Тем не менее, пустыри отпадали. К сожалению, ничего иного Конкин придумать не мог и поэтому он поступил так, как обычно поступали герои виденных им детективных фильмов. То есть, он подождал на ближайшей остановке, когда подойдет автобус, и сначала изобразил, будто не собирается в него садиться, он даже отвернулся, присматривая за пассажирами лишь краем глаза, и только в самый последний момент, когда двери гармошкой уже закрывались, неожиданно втиснулся внутрь, – проехал в давке и в духоте несколько извилистых остановок, также неожиданно выскочил и пересел на трамвай, идущий в противоположную сторону. А затем очень быстро нырнул в метро и проделал этот же самый трюк с электричками – непрерывно меняя их, переходя с одной линии на другую. Операция заняла около получаса. Конкина толкали, ругали за нерасторопность, дважды его довольно чувствительно прищемило дверями, а один раз он сам, промахнувшись, ударился костяшками пальцев о поручень. К исходу этого получаса он чувствовал себя так, словно его пропустили через гигантскую мясорубку – ныл придавленный локоть, гудели ноги – но зато когда он, наконец, выбрался из метро и, опять же меняя транспорт, проехал для страховки несколько разнонаправленных остановок, то сойдя на просторном безлюдном проспекте, тянувшемся к месту назначения от собора, он с удовлетворением констатировал, что замеченные им прежде мужчины, по-видимому отстали. И даже не по-видимому, а – совершенно точно. Во всяком случае, по близости их не наблюдалось.

Вот тебе и профессионалы, подумал Конкин. Значит, я все-таки могу играть против профессионалов.

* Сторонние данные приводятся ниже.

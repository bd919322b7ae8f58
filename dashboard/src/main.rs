use std::process::ExitCode;

use clap::{Args, Parser, Subcommand};
use error_stack::ResultExt;
use tracing_subscriber::EnvFilter;

use dashboard::aggregate::{self, RATING_BINS, TOP_RATED};
use dashboard::client::CatalogClient;
use dashboard::error::DashboardError;
use dashboard::form::{self, BookChanges, BookForm};
use dashboard::join::join_authors;
use dashboard::select::{self, Selector};
use dashboard::view;

#[derive(Debug, Parser)]
#[command(name = "dashboard")]
#[command(version = env!("CARGO_PKG_VERSION"))]
#[command(about = "Browse and edit the book catalog from the terminal")]
struct Cli {
    /// Base url of the catalog API
    #[arg(
        long,
        env = "CATALOG_API_URL",
        default_value = "http://127.0.0.1:8080",
        value_name = "URL"
    )]
    api_url: String,

    /// Credential sent as the `api-key` header on changes
    #[arg(long, env = "CATALOG_API_KEY", value_name = "KEY", hide_env_values = true)]
    api_key: Option<String>,

    #[command(subcommand)]
    command: Command,
}

#[derive(Debug, Subcommand)]
enum Command {
    /// List, add, rename or delete authors
    #[command(subcommand)]
    Authors(AuthorCommand),
    /// List, add, edit or delete books
    #[command(subcommand)]
    Books(BookCommand),
    /// Catalog totals and averages
    Summary,
    /// Every chart table: books per author, rating by year, rating
    /// distribution and the top rated books
    Charts,
    /// Ask the API whether the configured key is accepted
    VerifyKey,
}

#[derive(Debug, Subcommand)]
enum AuthorCommand {
    List,
    Add {
        name: String,
    },
    Update {
        /// Author name, or `#id`
        author: Selector,
        name: String,
    },
    Delete {
        /// Author name, or `#id`
        author: Selector,
    },
}

#[derive(Debug, Subcommand)]
enum BookCommand {
    List,
    Add(NewBook),
    Update {
        /// Book title, or `#id`
        book: Selector,
        #[command(flatten)]
        changes: EditBook,
    },
    Delete {
        /// Book title, or `#id`
        book: Selector,
    },
}

#[derive(Debug, Args)]
struct NewBook {
    #[arg(long)]
    title: String,
    /// Author name, or `#id`
    #[arg(long)]
    author: Selector,
    #[arg(long)]
    link: Option<String>,
    /// Comma separated genre ids, e.g. "1,2"
    #[arg(long)]
    genres: String,
    #[arg(long)]
    rating: f64,
    #[arg(long)]
    year: i32,
}

#[derive(Debug, Args)]
struct EditBook {
    #[arg(long)]
    title: Option<String>,
    /// Author name, or `#id`
    #[arg(long)]
    author: Option<Selector>,
    #[arg(long)]
    link: Option<String>,
    #[arg(long)]
    genres: Option<String>,
    #[arg(long)]
    rating: Option<f64>,
    #[arg(long)]
    year: Option<i32>,
}

fn current_year() -> i32 {
    time::OffsetDateTime::now_utc().year()
}

fn run(cli: Cli) -> error_stack::Result<(), DashboardError> {
    let client = CatalogClient::new(cli.api_url, cli.api_key)?;
    match cli.command {
        Command::Authors(command) => authors(&client, command),
        Command::Books(command) => books(&client, command),
        Command::Summary => {
            let authors = client.list_authors()?;
            let books = client.list_books()?;
            print!("{}", view::summary_table(&aggregate::summarize(&authors, &books)));
            Ok(())
        }
        Command::Charts => {
            let joined = join_authors(&client.list_authors()?, &client.list_books()?);
            println!("Books per author");
            print!("{}", view::books_per_author_table(&aggregate::books_per_author(&joined)));
            println!("\nAverage rating by year");
            print!("{}", view::rating_by_year_table(&aggregate::average_rating_by_year(&joined)));
            println!("\nRating distribution");
            print!("{}", view::histogram_table(&aggregate::rating_histogram(&joined, RATING_BINS)));
            println!("\nTop {TOP_RATED} books");
            print!("{}", view::top_rated_table(&aggregate::top_rated(&joined, TOP_RATED)));
            Ok(())
        }
        Command::VerifyKey => {
            if client.validate_key()? {
                println!("Key accepted.");
                Ok(())
            } else {
                Err(DashboardError::Input("Invalid API Key".to_string()).into())
            }
        }
    }
}

fn authors(
    client: &CatalogClient,
    command: AuthorCommand,
) -> error_stack::Result<(), DashboardError> {
    match command {
        AuthorCommand::List => {
            print!("{}", view::authors_table(&client.list_authors()?));
        }
        AuthorCommand::Add { name } => {
            let author = client.create_author(&form::author_name(&name)?)?;
            println!("Author '{}' added with id {}.", author.name, author.id);
        }
        AuthorCommand::Update { author, name } => {
            let name = form::author_name(&name)?;
            let authors = client.list_authors()?;
            let target = select::author(&authors, &author)?;
            let author = client.update_author(target.id, &name)?;
            println!("Author {} renamed to '{}'.", author.id, author.name);
        }
        AuthorCommand::Delete { author } => {
            let authors = client.list_authors()?;
            let target = select::author(&authors, &author)?;
            let author = client.delete_author(target.id)?;
            println!("Author '{}' deleted.", author.name);
        }
    }
    Ok(())
}

fn books(client: &CatalogClient, command: BookCommand) -> error_stack::Result<(), DashboardError> {
    match command {
        BookCommand::List => {
            let joined = join_authors(&client.list_authors()?, &client.list_books()?);
            print!("{}", view::books_table(&joined));
        }
        BookCommand::Add(new) => {
            let authors = client.list_authors()?;
            let author = select::author(&authors, &new.author)?;
            let payload = BookForm {
                title: new.title,
                author_id: author.id,
                book_link: new.link,
                genres: new.genres,
                average_rating: new.rating,
                published_year: new.year,
            }
            .into_payload(current_year())?;
            let book = client.create_book(&payload)?;
            println!("Book '{}' added with id {}.", book.title, book.id);
        }
        BookCommand::Update { book, changes } => {
            let books = client.list_books()?;
            let target = select::book(&books, &book)?;
            let author_id = match changes.author {
                Some(selector) => Some(select::author(&client.list_authors()?, &selector)?.id),
                None => None,
            };
            let payload = BookChanges {
                title: changes.title,
                author_id,
                book_link: changes.link,
                genres: changes.genres,
                average_rating: changes.rating,
                published_year: changes.year,
            }
            .apply(target)
            .into_payload(current_year())?;
            let book = client.update_book(target.id, &payload)?;
            println!("Book {} '{}' updated.", book.id, book.title);
        }
        BookCommand::Delete { book } => {
            let books = client.list_books()?;
            let target = select::book(&books, &book)?;
            let book = client.delete_book(target.id)?;
            println!("Book '{}' deleted.", book.title);
        }
    }
    Ok(())
}

fn main() -> ExitCode {
    tracing_subscriber::fmt()
        .with_env_filter(
            EnvFilter::try_from_default_env().unwrap_or_else(|_| EnvFilter::new("warn")),
        )
        .with_writer(std::io::stderr)
        .init();

    match run(Cli::parse()).attach_printable("dashboard command failed") {
        Ok(()) => ExitCode::SUCCESS,
        Err(report) => {
            tracing::debug!("{report:?}");
            eprintln!("{}", report.current_context());
            ExitCode::FAILURE
        }
    }
}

Эта мысль почему-то его не обрадовала. Вероятно потому, что он чувствовал мизерность данной победы. Что она значила по сравнению с безумием мира – по сравнению с жуткой и грубой реальностью, которая обволакивала его. Он пугался этой реальности и вместе с тем, было в ней нечто завораживающее. Некая жестокая правда. Горькая и единственная правда бытия. И если отказаться от этой правды, если опрометью захлопнуть двери, лишь чуть-чуть пока приоткрывшееся перед ним, то тогда реальность мира ускользнет навсегда и останется только нирвана – муторная, привычная, успокаивающая нирвана, безнадежная нирвана – нирвана во веке веков. И еще останется сожаление о другой, непохожей жизни – то мучительное сожаление, которое заставляет человека маяться долгие годы, порождая тоску и болезненное ощущение собственного ничтожества – что, вот, мог бы когда-то все изменить, но не решился. Не решился, а теперь уже слишком поздно. Момент упущен, никакой другой жизни не будет.